When East first met West, was it the start of the battle between brand vs local craftsmanship?

Watchmakers created an “Imperial Watch” for the maharajas, Jacques Cartier found a huge demand for pocket watches among India’s royal houses, the Nizam of Hyderabad ordered cufflinks to go with his Western suits. On his European trip, the maharaja of Bikaner had a list prepared of the errands he was to run while there, including, writes art historian Amin Jaffer, finding “soap samples in at least seven different colours; repair binoculars; source bed and table linen, sanitary fittings and railings suitable for the lake in the public park in Bikaner; and identify moulds for potato chips”.

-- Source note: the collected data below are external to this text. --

use std::env;
use std::path::Path;

use anyhow::Result;
use chrono::Utc;
use rusqlite::Connection;

use ledger_recon::{
    load_statement_rows, setup_database, BusinessMergeEngine, ReconciliationEngine,
};

const DEFAULT_DB: &str = "ledger.db";

fn main() -> Result<()> {
    tracing_subscriber::fmt()
        .with_max_level(tracing::Level::INFO)
        .init();

    let args: Vec<String> = env::args().collect();

    match args.get(1).map(|s| s.as_str()) {
        Some("import") => {
            let Some(csv_path) = args.get(2) else {
                eprintln!("Usage: ledger-recon import <statement.csv> [db]");
                std::process::exit(1);
            };
            let db_path = args.get(3).map(|s| s.as_str()).unwrap_or(DEFAULT_DB);
            run_import(Path::new(csv_path), Path::new(db_path))
        }
        Some("detect-merges") => {
            let db_path = args.get(2).map(|s| s.as_str()).unwrap_or(DEFAULT_DB);
            run_detect_merges(Path::new(db_path))
        }
        _ => {
            eprintln!("Usage: ledger-recon <import|detect-merges> ...");
            eprintln!("  import <statement.csv> [db]   ingest a parsed statement file");
            eprintln!("  detect-merges [db]            scan businesses for near-duplicates");
            std::process::exit(1);
        }
    }
}

fn run_import(csv_path: &Path, db_path: &Path) -> Result<()> {
    println!("📂 Loading statement rows from {}...", csv_path.display());
    let rows = load_statement_rows(csv_path)?;
    println!("✓ Loaded {} rows", rows.len());

    let conn = Connection::open(db_path)?;
    setup_database(&conn)?;

    let engine = ReconciliationEngine::default();
    let summary = engine.ingest_batch(&conn, &rows, Utc::now().date_naive())?;

    println!("✓ Batch {} ingested", summary.batch_id);
    println!("  new:          {}", summary.new);
    println!("  duplicates:   {}", summary.duplicates);
    println!("  group joined: {}", summary.group_joined);
    println!("  completed:    {}", summary.completed);
    if !summary.unresolved.is_empty() {
        println!("⚠ {} row(s) need attention:", summary.unresolved.len());
        for row in &summary.unresolved {
            println!("  row {}: {}", row.row_index, row.reason);
        }
    }

    Ok(())
}

fn run_detect_merges(db_path: &Path) -> Result<()> {
    let conn = Connection::open(db_path)?;
    setup_database(&conn)?;

    let engine = BusinessMergeEngine::default();
    let result = engine.detect_merges(&conn)?;

    println!(
        "✓ Compared {} businesses, created {} suggestion(s)",
        result.businesses_compared, result.suggestions_created
    );

    Ok(())
}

While the interface may have begun as early as the eighteenth century, it was in the late nineteenth and early twentieth centuries that it reached its apogee, as European travel became commonplace for the princes, and Western sophistication a way of life. While the public persona was critical — “turban, robes, shoes and the sword of state”, notes Joanne Punzo Waghorne, “from head to foot his accoutrements speak of royal power” of most maharajas — it was also a manifestation of the aspect of kingsip most implicit in divine ordinance, close to divinity itself.

Processions highlighted this, forest hunts were escapes into the jungle but never simple affairs, and weddings — often, multiple weddings, some of them for the express purpose of filling the state’s coffers — were the highest ceremonial celebrations. When the royal houses of Mewar and Amber came together in matrimony, the dowry included: “Two elephants laden with articles of silver, forty-five horses, one chariot, jewellery, utensils of gold and silver, twenty thousand rupees in cash, eight hundred ceremonial robes for men and 616 such [robes] for women. In addition, the bride was given jewellery, clothes, male and female slaves, and many other items in dowry.” This was in 1708; a little more than two centuries later, the ruler of Amber would demand, and get, a polo team, complete with crack players, from Marwar, in dowry!

Imagine how these kept the ateliers busy. The rulers were patrons of everything from impeccable but also highly ornamental jewellery, formal brocaded and embroidered robes, paintings, architecture, silver and gold objects, carpets, tapestries and the literally thousands of things that ritual court and palace life implied.

They cultivated artisans, set up special facilities for them (as a result of which cities such as Hyderabad and Jaipur, for instance, remain centres of handicrafts), imported artists and architects, masons and designers, weavers and carpet-makers from all over Asia and even Europe. As Rosemay Crill notes, “European visitors arriving at the courts of Indian rulers from the seventeenth century onwards were unanimously impressed by their material splendour.”

With India’s independence, many of the arts that went into disarray were those patronised almost exclusively by the maharajas. Even given India’s continuity in this tradition, many of them have disappeared into oblivion. And though a case might be made that their demise had been written when the Indian princes turned patrons for the new and exciting treasures they found or had customised in the West, the sheer weight of tradition and the high demand from both court and zenana kept the ateliers running — if not at full steam, at least comfortably well-nourished with commissions.

As for the Western commissions, Jaffer observes that the maharajas were ingenious at adapting what suited them. “As ever, in the Indian princely consumption of Western luxury goods, it is possible to see how India borrows, adapts and transforms from the outside in order to create something that is distinctive to the subcontinent.”